Geçmişten bugüne aşının birçok hastalığa şifa olduğunu anlatan İstanbul Vilayet Sıhhat Müdürü Prof. Dr. Memişoğlu, vatandaşların bulaşıcı hastalıklara karşı çocuklarının aşılarını yaptırmalarının gerekliliğine vurgu yaptı. Memişoğlu kelamlarını şöyle sürdürdü:
“Dolaşım hastalıkları dünyada vefat sebeplerinin birinci sırasında lakin 1900’lere baktığınızda en çok enfeksiyon ve salgın hastalıklar insanların mevt sebeplerinde birinci sırada. Bunu engelleyen en değerli öge aşı. Bugün çocuklarımızda kızamık, suçiçeği, çiçek hastalıkları çok çok azalmışsa yahut hiç yoksa bunu en güzel yöneten ve tedavi eden, koruyan aşı sisteminden kaynaklanan avantajı kullandık.

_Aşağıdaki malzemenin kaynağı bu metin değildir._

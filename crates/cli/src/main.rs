use anyhow::Result;
use clap::{Parser, Subcommand};
use fluxcons::api::{
    find_consistent, random_network, ConsistencyCfg, ConsistencyReport, Method, MicroLp, Model,
    NetworkParams, PrintLevel,
};
use polars::prelude::*;
use serde_json::json;
use std::fs;
use std::path::{Path, PathBuf};
use tracing::Level;
use tracing_subscriber::fmt::SubscriberBuilder;

mod model_file;
mod provenance;

use model_file::ModelFile;
use provenance::Payload;

#[derive(Parser)]
#[command(name = "fluxcons")]
#[command(about = "Flux consistency of constraint-based models")]
struct Cmd {
    /// Verbosity: silent|summary|debug (or 0|1|2)
    #[arg(long, default_value = "summary")]
    verbose: String,

    #[command(subcommand)]
    action: Action,
}

#[derive(Subcommand)]
enum Action {
    /// Determine the consistent variables of a JSON model and write a CSV
    Check {
        #[arg(long)]
        model: PathBuf,
        #[arg(long)]
        out: PathBuf,
        #[arg(long, default_value_t = 1e-4)]
        epsilon: f64,
        /// convex|nonconvex
        #[arg(long, default_value = "convex")]
        method: String,
        /// Also write `<out>.witnesses.json`
        #[arg(long)]
        witnesses: bool,
    },
    /// Write a random network as a JSON model
    Gen {
        #[arg(long, default_value_t = 8)]
        metabolites: usize,
        #[arg(long, default_value_t = 12)]
        reactions: usize,
        #[arg(long, default_value_t = 0)]
        seed: u64,
        #[arg(long, default_value_t = 0.5)]
        exchange_prob: f64,
        #[arg(long, default_value_t = 0.3)]
        reversible_prob: f64,
        #[arg(long)]
        out: PathBuf,
    },
    /// Summarize a result CSV, or print a provenance block when none is given
    Report {
        #[arg(long)]
        from: Option<PathBuf>,
    },
}

fn max_level(level: PrintLevel) -> Level {
    match level {
        PrintLevel::Silent => Level::WARN,
        PrintLevel::Summary => Level::INFO,
        PrintLevel::Debug => Level::DEBUG,
    }
}

fn main() -> Result<()> {
    let cmd = Cmd::parse();
    let print_level: PrintLevel = cmd.verbose.parse()?;
    SubscriberBuilder::default()
        .with_target(false)
        .with_max_level(max_level(print_level))
        .init();
    match cmd.action {
        Action::Check {
            model,
            out,
            epsilon,
            method,
            witnesses,
        } => {
            let cfg = ConsistencyCfg {
                epsilon,
                method: method.parse()?,
                witnesses,
                print_level,
            };
            check(&model, &out, &cfg)
        }
        Action::Gen {
            metabolites,
            reactions,
            seed,
            exchange_prob,
            reversible_prob,
            out,
        } => {
            let params = NetworkParams {
                metabolites,
                reactions,
                exchange_prob,
                reversible_prob,
                ..NetworkParams::default()
            };
            gen(&params, seed, &out)
        }
        Action::Report { from } => report(from.as_deref()),
    }
}

fn check(model_path: &Path, out: &Path, cfg: &ConsistencyCfg) -> Result<()> {
    tracing::info!(model = %model_path.display(), out = %out.display(), method = %cfg.method, "check");
    let model = ModelFile::load(model_path)?.into_model()?;
    let report = find_consistent(&model, cfg, &MicroLp::default())?;
    tracing::info!(
        vars = model.n_vars(),
        consistent = report.consistent.len(),
        inconsistent = report.inconsistent.len(),
        "result"
    );

    write_results(&model, &report, out)?;
    let mut payload = Payload::new(json!({
        "model": model_path.to_string_lossy(),
        "epsilon": cfg.epsilon,
        "method": cfg.method.to_string(),
        "witnesses": cfg.witnesses,
    }))
    .with_summary(summary(&report));
    if cfg.witnesses {
        let path = witness_path(out);
        write_witnesses(&model, &report, &path)?;
        payload = payload.with_output(path);
    }
    provenance::write_sidecar(out, payload)?;
    Ok(())
}

fn summary(report: &ConsistencyReport) -> serde_json::Value {
    let stats = &report.stats;
    json!({
        "vars": report.n_vars,
        "consistent": report.consistent.len(),
        "inconsistent": report.inconsistent.len(),
        "steps": stats.steps,
        "batch_probes": stats.batch_probes,
        "singleton_probes": stats.singleton_probes,
        "flips": stats.flips,
        "witness_warnings": stats.witness_warnings,
        "max_residual": stats.max_residual,
    })
}

fn ensure_parent(path: &Path) -> Result<()> {
    if let Some(parent) = path.parent() {
        if !parent.as_os_str().is_empty() {
            fs::create_dir_all(parent)?;
        }
    }
    Ok(())
}

/// One row per variable: id, consistent, orientation, witness column.
fn write_results(model: &Model, report: &ConsistencyReport, out: &Path) -> Result<()> {
    ensure_parent(out)?;
    let orientation: Vec<i32> = report.orientation.iter().map(|&o| i32::from(o)).collect();
    let witness: Vec<Option<u32>> = report
        .witness_of
        .iter()
        .map(|w| w.and_then(|k| u32::try_from(k).ok()))
        .collect();
    let mut df = df!(
        "id" => model.ids().to_vec(),
        "consistent" => report.is_consistent(),
        "orientation" => orientation,
        "witness" => witness,
    )?;
    let mut file = fs::File::create(out)?;
    CsvWriter::new(&mut file).include_header(true).finish(&mut df)?;
    Ok(())
}

fn witness_path(out: &Path) -> PathBuf {
    let stem = out
        .file_stem()
        .map(|s| s.to_string_lossy().into_owned())
        .unwrap_or_else(|| "result".to_string());
    out.with_file_name(format!("{stem}.witnesses.json"))
}

fn write_witnesses(model: &Model, report: &ConsistencyReport, path: &Path) -> Result<()> {
    ensure_parent(path)?;
    let witnesses: Vec<Vec<f64>> = report
        .witnesses
        .iter()
        .map(|w| w.iter().copied().collect())
        .collect();
    let doc = json!({ "ids": model.ids(), "witnesses": witnesses });
    fs::write(path, serde_json::to_vec_pretty(&doc)?)?;
    Ok(())
}

fn gen(params: &NetworkParams, seed: u64, out: &Path) -> Result<()> {
    tracing::info!(seed, out = %out.display(), "gen");
    let model = random_network(params, seed)?;
    ModelFile::from_model(&model).save(out)?;
    let payload = Payload::new(json!({
        "metabolites": params.metabolites,
        "reactions": params.reactions,
        "exchange_prob": params.exchange_prob,
        "reversible_prob": params.reversible_prob,
        "seed": seed,
    }))
    .with_summary(json!({ "vars": model.n_vars(), "rows": model.n_rows() }));
    provenance::write_sidecar(out, payload)?;
    Ok(())
}

/// Counts from a result CSV written by `check`.
#[derive(Debug, PartialEq, Eq)]
struct ResultCounts {
    vars: usize,
    consistent: usize,
    flipped: usize,
}

fn read_counts(path: &Path) -> Result<ResultCounts> {
    let df = LazyCsvReader::new(path)
        .with_infer_schema_length(Some(100))
        .finish()?
        .collect()?;
    let consistent = df
        .column("consistent")?
        .bool()?
        .into_iter()
        .filter(|v| *v == Some(true))
        .count();
    let flipped = df
        .column("orientation")?
        .i64()?
        .into_iter()
        .filter(|v| *v == Some(-1))
        .count();
    Ok(ResultCounts {
        vars: df.height(),
        consistent,
        flipped,
    })
}

fn report(from: Option<&Path>) -> Result<()> {
    let counts = from.map(read_counts).transpose()?;
    let obj = json!({
        "code_rev": provenance::current_git_rev(),
        "fluxcons_version": fluxcons::VERSION,
        "methods": [Method::Convex.to_string(), Method::Nonconvex.to_string()],
        "from": from.map(|p| p.to_string_lossy().into_owned()),
        "counts": counts.map(|c| json!({
            "vars": c.vars,
            "consistent": c.consistent,
            "flipped": c.flipped,
        })),
    });
    println!("{}", serde_json::to_string_pretty(&obj)?);
    Ok(())
}

#[cfg(test)]
mod tests {
    use super::*;
    use tempfile::tempdir;

    fn toy() -> Model {
        // in -> A -> out, plus a reverse-only drain of B that nothing feeds.
        // The drain is normalized to forward orientation, hence one flip.
        Model::from_triplets(
            2,
            &[(0, 0, 1.0), (0, 1, -1.0), (1, 2, 1.0)],
            vec![0.0; 2],
            vec![0.0, 0.0, -10.0],
            vec![10.0, 10.0, 0.0],
        )
        .unwrap()
    }

    #[test]
    fn check_writes_csv_witnesses_and_sidecar() {
        let dir = tempdir().unwrap();
        let model_path = dir.path().join("toy.json");
        let out = dir.path().join("runs").join("toy.csv");
        ModelFile::from_model(&toy()).save(&model_path).unwrap();
        let cfg = ConsistencyCfg {
            witnesses: true,
            ..ConsistencyCfg::default()
        };
        check(&model_path, &out, &cfg).unwrap();

        assert!(out.exists());
        assert!(dir.path().join("runs/toy.witnesses.json").exists());
        assert!(dir.path().join("runs/toy.provenance.json").exists());
        let counts = read_counts(&out).unwrap();
        assert_eq!(
            counts,
            ResultCounts {
                vars: 3,
                consistent: 2,
                flipped: 1
            }
        );
    }

    #[test]
    fn gen_output_loads_back() {
        let dir = tempdir().unwrap();
        let out = dir.path().join("net.json");
        let params = NetworkParams::default();
        gen(&params, 3, &out).unwrap();
        let model = ModelFile::load(&out).unwrap().into_model().unwrap();
        assert_eq!(model.n_rows(), params.metabolites);
        assert!(dir.path().join("net.provenance.json").exists());
    }

    #[test]
    fn witness_path_sits_next_to_output() {
        assert_eq!(
            witness_path(Path::new("/tmp/a/run.csv")),
            Path::new("/tmp/a/run.witnesses.json")
        );
    }
}
//! Error type shared by model construction and the consistency entry points.
//!
//! Only preconditions are errors. Solver failures during a run are ordinary
//! outcomes and never surface here.

use std::fmt;

#[derive(Clone, Debug, PartialEq)]
pub enum FluxError {
    /// Matrix, rhs, sense or bound vectors disagree in length.
    Shape { reason: String },
    /// A variable has `lower > upper` or a NaN bound.
    Bounds { var: usize, lower: f64, upper: f64 },
    /// `epsilon` is below what the LP backend can resolve.
    EpsilonBelowTolerance { epsilon: f64, tolerance: f64 },
    /// `epsilon` is not a finite positive number.
    InvalidEpsilon { epsilon: f64 },
    /// Unknown textual sense, method or print level.
    Parse { what: &'static str, value: String },
}

impl FluxError {
    pub(crate) fn shape(reason: impl Into<String>) -> Self {
        Self::Shape {
            reason: reason.into(),
        }
    }
}

impl fmt::Display for FluxError {
    fn fmt(&self, f: &mut fmt::Formatter<'_>) -> fmt::Result {
        match self {
            Self::Shape { reason } => write!(f, "inconsistent model shape: {reason}"),
            Self::Bounds { var, lower, upper } => {
                write!(f, "variable {var} has invalid bounds [{lower}, {upper}]")
            }
            Self::EpsilonBelowTolerance { epsilon, tolerance } => write!(
                f,
                "epsilon {epsilon:e} is below the solver feasibility tolerance {tolerance:e}"
            ),
            Self::InvalidEpsilon { epsilon } => {
                write!(f, "epsilon must be finite and positive, got {epsilon}")
            }
            Self::Parse { what, value } => write!(f, "unknown {what}: {value:?}"),
        }
    }
}

impl std::error::Error for FluxError {}

pub type Result<T> = std::result::Result<T, FluxError>;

Bugün Türkiye 12 aşısını çocuklarına, yaşlılarına fiyatsız yapıyor ve büsbütün devletin imkanları doğrultusunda yapılıyor. Aile sıhhati merkezleri, hastanelerimizde, özel dalımızda her yerde bu aşılarımız var. Bilhassa kızamık, suçiçeği, difteri, boğmaca, çocuk felci aşılarının yapılması konusunda hassasiyet göstermemiz lazım. Zira 2 gün sonra eyvahın karı olmaz. Kızamık denen bilhassa bu bulaşıcı hastalıklarda aşının ekinliği çok rahatlıkla görülüyor. Neden; Türkiye aşılama oranlarını yüzde 90’ın üzerine çıkarttı. 2002’de sıhhatte dönüşümle bu aşı sistemleri, 2009’da da bu aşı alt yapısını, takip sistemlerini kurarak Türkiye aşılama konusunda büyük bir muvaffakiyet örneği gösterdi, bunun da karşılığını aldı. Amerika’da, Avrupa’da bile bazen kızamıklar salgın düzeyine gelmişken Türkiye’de bu yaşanmadı fakat yaşanmayacağı manasına gelmez. Biz aşılardan taviz verirsek beşerler çocuklarına kızamık, suçiçeği, boğmaca yahut çocuk felci aşılarını yaptırmaz ise bu hem çocuklarımızı riske atacak hem öbür insanların çocuklarını riske atacak. Onun için toplumumuzdan bu aşı konusunda hassasiyet göstermesini bilhassa istirham ediyorum.